First went to the Lavender Farm in May for a spring tea with my "Laughter Yoga" group pictured here: Elaine, Mary, Ria, Kathy, Jodi, all of us dining in a former stable fixed up all nice and we got reservations and food and then a talk from the farm's owner, who said lavender is proven antifungal, antibacterial, antiseptic, anti-aging, anti-anxiety, and all-around good for you, whether absorbed through skin or eaten. Returned there on this electrifyingly gorgeous late June day to see the picnic umbrellas and lavender in bloom and some girls (see photo) out picking it, and also to buy the highly concentrated lavender essential oil to blend with the organic coconut oil used as my skin lotion, and the lavender spray that can be used as cologne or bug repellent. Everybody knows, right, that Lavender Skin-So-Soft bath oil keeps bugs away. Lavender is why. It's beautiful and it tastes good. Lavender is one of those miracle herbs.
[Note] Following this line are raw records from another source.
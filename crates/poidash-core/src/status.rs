use serde::{Deserialize, Deserializer, Serialize};

/// Canonical review status of a POI.
///
/// The store and older dashboard views speak two vocabularies
/// (`pending/approved/rejected` and `pending/valid/invalid`). Both are folded
/// into this enum through [`LEGACY_STATUS_MAP`]; serialization always emits
/// the canonical word.
#[derive(Debug, Clone, Copy, Default, PartialEq, Eq, Hash, Serialize)]
#[serde(rename_all = "lowercase")]
pub enum PoiStatus {
    Pending,
    Approved,
    Rejected,
    #[default]
    Unknown,
}

/// Wire value → canonical status. Lookup is case-insensitive on trimmed input;
/// anything not listed maps to [`PoiStatus::Unknown`].
pub const LEGACY_STATUS_MAP: &[(&str, PoiStatus)] = &[
    ("pending", PoiStatus::Pending),
    ("approved", PoiStatus::Approved),
    ("valid", PoiStatus::Approved),
    ("rejected", PoiStatus::Rejected),
    ("invalid", PoiStatus::Rejected),
];

impl PoiStatus {
    #[must_use]
    pub fn from_wire(raw: &str) -> Self {
        let needle = raw.trim();
        LEGACY_STATUS_MAP
            .iter()
            .find(|(wire, _)| wire.eq_ignore_ascii_case(needle))
            .map_or(PoiStatus::Unknown, |(_, status)| *status)
    }

    #[must_use]
    pub fn as_str(self) -> &'static str {
        match self {
            PoiStatus::Pending => "pending",
            PoiStatus::Approved => "approved",
            PoiStatus::Rejected => "rejected",
            PoiStatus::Unknown => "unknown",
        }
    }

    /// Capitalized display form used by the table, popups and exports.
    #[must_use]
    pub fn label(self) -> &'static str {
        match self {
            PoiStatus::Pending => "Pending",
            PoiStatus::Approved => "Approved",
            PoiStatus::Rejected => "Rejected",
            PoiStatus::Unknown => "Unknown",
        }
    }
}

impl std::fmt::Display for PoiStatus {
    fn fmt(&self, f: &mut std::fmt::Formatter<'_>) -> std::fmt::Result {
        f.write_str(self.as_str())
    }
}

impl<'de> Deserialize<'de> for PoiStatus {
    fn deserialize<D>(deserializer: D) -> Result<Self, D::Error>
    where
        D: Deserializer<'de>,
    {
        let raw: Option<String> = Option::deserialize(deserializer)?;
        Ok(raw.as_deref().map_or(PoiStatus::Unknown, PoiStatus::from_wire))
    }
}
Monday, September 10, 2012
Most Loved Herb on Earth...
....Basil. I'll throw basil leaves in my bed and sleep with them. This was the week, it always is, to clip the branches off the stems, to cut from their branches the heavenly-scented basil leaves that you see here, and wash them and dry them and then to pulverize the dickens out of 'em, using 1 cup packed basil leaves with 1/4 cup olive oil and salt. It's not quite "pesto"; that'd have garlic and nuts in it. Garlic flavor doesn't freeze well. So what I make at harvest time is basil paste.A huge green mess in the kitchen (pesto mess-toe) ensues. For a minute I dreaded doing the basil-paste thing but it takes an hour and lasts all year, and can't think of too many other things that are so predictably satisfying. And then I told myself, "You're complaining about fresh basil? Golly, don't you have it rough!"
Three big happy plants gave me the harvest you see here. After making the paste I scoop ice-cube-sized portions onto a tray, put tray in freezer, and when the portions are frozen, wrap and package basil cubes for winter. Can't put the cubes in the bed, but I can open the bag and sniff 'em when I need a basil fix.
Three big happy plants gave me the harvest you see here. After making the paste I scoop ice-cube-sized portions onto a tray, put tray in freezer, and when the portions are frozen, wrap and package basil cubes for winter. Can't put the cubes in the bed, but I can open the bag and sniff 'em when I need a basil fix.